Birleşmiş Milletler tahminine göre bu yıl dünya nüfusunun 8 milyar olması bekleniyor. Artan nüfus için yeterli su, gıda ve enerji olup olmayacağı ise şimdiden endişe yaratıyor. BM ayrıca dünya nüfusunun 2086 yılında 10 milyar olacağını da tahmin ediyor. Nüfusun niceliği tartışılırken niteliği şimdilik geri plana atılıyor. Bazı ülkeler doğum oranı azlığı nedeni ile vergilendirme yöntemleri düşünürken bazı ülkeler doğrum oranını düşürmek için çalışmalar planlıyor. Yani bu konuda dengeli bir dağılımın var olduğunu söylemek zor.
Tüm bunların yanında göçler de nüfusu etkileyen faktörlerdendir. Ülkelerdeki nüfus dağılımlarının dengelenmesi için de kullanılabilir.
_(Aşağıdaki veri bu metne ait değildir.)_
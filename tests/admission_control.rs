mod common;

use std::time::Duration;

use taskline::rpc::TaskClient;
use tokio::io::{AsyncBufReadExt, BufReader};
use tokio::net::TcpStream;
use tokio::time::timeout;

use common::{start_server, test_config, wait_until_idle};

#[tokio::test]
async fn test_extra_connection_waits_for_a_free_slot() {
    let mut config = test_config();
    config.max_concurrent_connections = 2;
    let (addr, admission) = start_server(config).await;
    let client = TaskClient::new(addr.to_string());

    let first = client.connect().await.unwrap();
    let _second = client.connect().await.unwrap();
    assert_eq!(admission.in_use(), 2);

    // The third socket is accepted by the OS, but its session must not start.
    let stream = TcpStream::connect(addr).await.unwrap();
    let mut waiting = BufReader::new(stream);
    let mut welcome = String::new();
    let early = timeout(Duration::from_millis(300), waiting.read_line(&mut welcome)).await;
    assert!(early.is_err(), "got welcome while pool was full: {welcome:?}");
    assert_eq!(admission.in_use(), 2);

    drop(first);

    let read = timeout(Duration::from_secs(2), waiting.read_line(&mut welcome))
        .await
        .expect("timeout waiting for admission")
        .unwrap();
    assert!(read > 0);
    assert_eq!(welcome, "hello tester\n");
    assert_eq!(admission.in_use(), 2);
}

#[tokio::test]
async fn test_sessions_never_exceed_capacity() {
    let mut config = test_config();
    config.max_concurrent_connections = 3;
    let (addr, admission) = start_server(config).await;

    let mut handles = Vec::new();
    for _ in 0..10 {
        let client = TaskClient::new(addr.to_string());
        let admission = admission.clone();
        handles.push(tokio::spawn(async move {
            let connection = client.connect().await.unwrap();
            assert!(admission.in_use() <= 3);
            tokio::time::sleep(Duration::from_millis(50)).await;
            drop(connection);
        }));
    }

    for handle in handles {
        timeout(Duration::from_secs(5), handle)
            .await
            .expect("timeout waiting for client")
            .expect("client task panicked");
    }

    wait_until_idle(&admission).await;
}
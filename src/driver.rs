//! Load generator that fans out logical clients against the server.
//!
//! Each logical client opens its own connection, sends exactly one request
//! from the manifest and reports the outcome. Clients fail independently and
//! nothing is retried.

use std::path::Path;
use std::time::Duration;

use tokio::task::JoinSet;
use tracing::{error, info};

use crate::error::{ClientError, StartupError};
use crate::rpc::client::DEFAULT_CONNECT_TIMEOUT;
use crate::rpc::{Request, Response, TaskClient};

/// Requests available to the driver, keyed by their task number.
#[derive(Debug, Clone)]
pub struct Manifest {
    requests: Vec<Request>,
}

impl Manifest {
    pub fn load(path: &Path) -> Result<Self, StartupError> {
        let content = std::fs::read_to_string(path).map_err(|source| StartupError::ManifestRead {
            path: path.to_path_buf(),
            source,
        })?;
        Self::from_json(&content)
    }

    pub fn from_json(json: &str) -> Result<Self, StartupError> {
        let requests = serde_json::from_str(json).map_err(StartupError::ManifestParse)?;
        Ok(Self { requests })
    }

    pub fn requests(&self) -> &[Request] {
        &self.requests
    }

    /// The first request for each task in `tasks`, in the order given.
    pub fn select(&self, tasks: &[i64]) -> Result<Vec<Request>, StartupError> {
        tasks
            .iter()
            .map(|&task| {
                self.requests
                    .iter()
                    .find(|r| r.task == task)
                    .cloned()
                    .ok_or(StartupError::MissingTask(task))
            })
            .collect()
    }
}

#[derive(Debug, Clone)]
pub struct DriverConfig {
    pub addr: String,
    /// Logical clients launched per selected request.
    pub clients_per_task: usize,
    pub connect_timeout: Duration,
    /// Pause between spawns. Keeps interleaved logs readable.
    pub spawn_delay: Duration,
}

impl Default for DriverConfig {
    fn default() -> Self {
        Self {
            addr: "localhost:8080".to_string(),
            clients_per_task: 1,
            connect_timeout: DEFAULT_CONNECT_TIMEOUT,
            spawn_delay: Duration::from_millis(150),
        }
    }
}

/// Outcome of one logical client.
#[derive(Debug)]
pub struct ClientReport {
    pub client_id: i64,
    pub task: i64,
    pub outcome: Result<Response, ClientError>,
}

/// Launch one logical client per request (times `clients_per_task`) and wait
/// for all of them. Reports come back ordered by client id.
pub async fn run(config: &DriverConfig, requests: Vec<Request>) -> Vec<ClientReport> {
    let client = TaskClient::new(config.addr.clone()).with_connect_timeout(config.connect_timeout);
    let mut clients = JoinSet::new();
    let mut next_id: i64 = 1;

    info!(
        addr = %config.addr,
        requests = requests.len(),
        clients_per_task = config.clients_per_task,
        "Starting clients"
    );

    for request in requests {
        for _ in 0..config.clients_per_task {
            let client = client.clone();
            let mut request = request.clone();
            request.client_id = next_id;
            next_id += 1;

            clients.spawn(run_client(client, request));
            tokio::time::sleep(config.spawn_delay).await;
        }
    }

    info!("Waiting for all clients to finish");
    let mut reports = Vec::with_capacity(clients.len());
    while let Some(joined) = clients.join_next().await {
        match joined {
            Ok(report) => reports.push(report),
            Err(e) => error!(error = %e, "Client task failed"),
        }
    }
    info!(finished = reports.len(), "All clients have finished");

    reports.sort_by_key(|r| r.client_id);
    reports
}

async fn run_client(client: TaskClient, request: Request) -> ClientReport {
    let client_id = request.client_id;
    let task = request.task;

    let outcome = async {
        let mut connection = client.connect().await?;
        info!(client_id, welcome = %connection.welcome(), "Connected");
        info!(client_id, task, "Requested task");
        connection.call(&request).await
    }
    .await;

    match &outcome {
        Ok(Response::Success { result }) => info!(client_id, task, %result, "Success"),
        Ok(Response::Error { error }) => info!(client_id, task, error = %error, "Error response"),
        Err(e) => error!(client_id, task, error = %e, "Client failed"),
    }

    ClientReport {
        client_id,
        task,
        outcome,
    }
}
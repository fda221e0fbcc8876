use std::sync::Arc;

use crate::config::ServerConfig;
use crate::rpc::AdmissionPool;

/// State shared by the listener and every session. The config is read-only.
#[derive(Clone)]
pub struct ServerContext {
    pub config: Arc<ServerConfig>,
    pub admission: AdmissionPool,
}

impl ServerContext {
    pub fn new(config: ServerConfig) -> Self {
        let admission = AdmissionPool::new(config.max_concurrent_connections);
        Self {
            config: Arc::new(config),
            admission,
        }
    }
}
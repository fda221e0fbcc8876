//! Task server and client over TCP.
//!
//! ## Architecture
//!
//! - `protocol`: request/response envelopes
//! - `admission`: counting pool bounding concurrent sessions
//! - `transport`: TCP listener with admission control
//! - `session`: per-connection welcome/read/dispatch/write loop
//! - `client`: client for talking to the server

mod admission;
pub mod client;
mod protocol;
mod session;
mod transport;

use std::net::SocketAddr;

use crate::config::ServerConfig;
use crate::context::ServerContext;
use crate::error::StartupError;
use transport::Transport;

pub use admission::{AdmissionPool, AdmissionSlot};
pub use client::{Connection, TaskClient};
pub use protocol::{INTERNAL_ERROR, INVALID_JSON, MESSAGE_TOO_LARGE, Request, Response};
pub use session::CloseReason;

/// Server that exposes the task registry to TCP clients.
pub struct TaskServer {
    transport: Transport,
}

impl TaskServer {
    /// Bind the configured address without accepting yet.
    pub async fn bind(config: ServerConfig) -> Result<Self, StartupError> {
        let ctx = ServerContext::new(config);
        let transport = Transport::bind(ctx).await?;
        Ok(Self { transport })
    }

    pub fn local_addr(&self) -> std::io::Result<SocketAddr> {
        self.transport.local_addr()
    }

    pub fn admission(&self) -> AdmissionPool {
        self.transport.context().admission.clone()
    }

    /// Serve connections. Only returns on an unrecoverable listener fault.
    pub async fn serve(self) -> anyhow::Result<()> {
        self.transport.listen().await
    }
}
Yani doğum oranı düşen bir ülkede göç alarak yaş ortalaması gibi ölçütleri düzenleyebilir.
Bunların dışında bazı ülkelerce yürütülen çocuk doğruma kararları üzerine politikaların da pek etkili olduğu söylenemez. Yapılan araştırmalar ulusal hükümetlerin yaklaşık %70’inin doğurganlık oranlarını düşürmek veya artırmak için çalışma yaptığını gösteriyor. Buna örnek olarak Hindistan’da 1970’li yıllarda kurulan kısırlaştırma kamplarını gösterebiliriz. Tabi bu uygulamaya maruz kalan kadınların en az üçte birinin rızasının olmadığı da tahmin ediliyor.
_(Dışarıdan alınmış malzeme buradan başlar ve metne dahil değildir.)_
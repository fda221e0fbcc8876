//! Client for the task server.
//!
//! A [`Connection`] reads the welcome line on connect, then exchanges one
//! request line for one response line per call.

use std::time::Duration;

use tokio::io::{AsyncBufReadExt, AsyncWriteExt, BufReader};
use tokio::net::TcpStream;
use tokio::net::tcp::{OwnedReadHalf, OwnedWriteHalf};
use tokio::time::timeout;

use crate::error::ClientError;

use super::protocol::{Request, Response};

pub const DEFAULT_CONNECT_TIMEOUT: Duration = Duration::from_secs(2);

/// Dials the task server.
#[derive(Debug, Clone)]
pub struct TaskClient {
    addr: String,
    connect_timeout: Duration,
}

/// An open session with the server.
pub struct Connection {
    reader: BufReader<OwnedReadHalf>,
    writer: OwnedWriteHalf,
    welcome: String,
}

impl TaskClient {
    pub fn new(addr: impl Into<String>) -> Self {
        Self {
            addr: addr.into(),
            connect_timeout: DEFAULT_CONNECT_TIMEOUT,
        }
    }

    pub fn with_connect_timeout(mut self, connect_timeout: Duration) -> Self {
        self.connect_timeout = connect_timeout;
        self
    }

    pub fn addr(&self) -> &str {
        &self.addr
    }

    /// Dial the server and consume its welcome line.
    pub async fn connect(&self) -> Result<Connection, ClientError> {
        let stream = match timeout(self.connect_timeout, TcpStream::connect(self.addr.as_str())).await
        {
            Ok(Ok(stream)) => stream,
            Ok(Err(source)) => {
                return Err(ClientError::Connect {
                    addr: self.addr.clone(),
                    source,
                });
            }
            Err(_) => {
                return Err(ClientError::ConnectTimeout {
                    addr: self.addr.clone(),
                    timeout: self.connect_timeout,
                });
            }
        };

        let (reader, writer) = stream.into_split();
        let mut connection = Connection {
            reader: BufReader::new(reader),
            writer,
            welcome: String::new(),
        };
        connection.welcome = connection.read_line().await?;
        Ok(connection)
    }

    /// Send a single request on a fresh connection.
    pub async fn request(&self, request: &Request) -> Result<Response, ClientError> {
        let mut connection = self.connect().await?;
        connection.call(request).await
    }
}

impl Connection {
    /// The welcome line, without its newline.
    pub fn welcome(&self) -> &str {
        &self.welcome
    }

    /// Send one request and wait for its response. Error envelopes are
    /// returned as `Ok(Response::Error { .. })`.
    pub async fn call(&mut self, request: &Request) -> Result<Response, ClientError> {
        let line = serde_json::to_string(request).map_err(ClientError::Encode)?;
        self.send_line(&line).await?;
        self.read_response().await
    }

    /// Write `line` followed by a newline, as-is.
    pub async fn send_line(&mut self, line: &str) -> Result<(), ClientError> {
        let mut framed = String::with_capacity(line.len() + 1);
        framed.push_str(line);
        framed.push('\n');
        self.writer.write_all(framed.as_bytes()).await?;
        Ok(())
    }

    pub async fn read_response(&mut self) -> Result<Response, ClientError> {
        let line = self.read_line().await?;
        serde_json::from_str(&line).map_err(ClientError::Decode)
    }

    async fn read_line(&mut self) -> Result<String, ClientError> {
        let mut line = String::new();
        let bytes_read = self.reader.read_line(&mut line).await?;
        if bytes_read == 0 {
            return Err(ClientError::Closed);
        }
        let trimmed = line.trim_end_matches(['\r', '\n']).len();
        line.truncate(trimmed);
        Ok(line)
    }
}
Sonuç olarak üreme hakkını koruyarak, insan haklarını ihlal etmeden bu tip bir kontrol ve düzenleme yapabilmek kolay değil. Bunun yerine daha planlı bir yapı oluşturulabilmesi mümkün. Bunun da yolu eğitimli ve bilinçli bireyler yetiştirmekten geçiyor.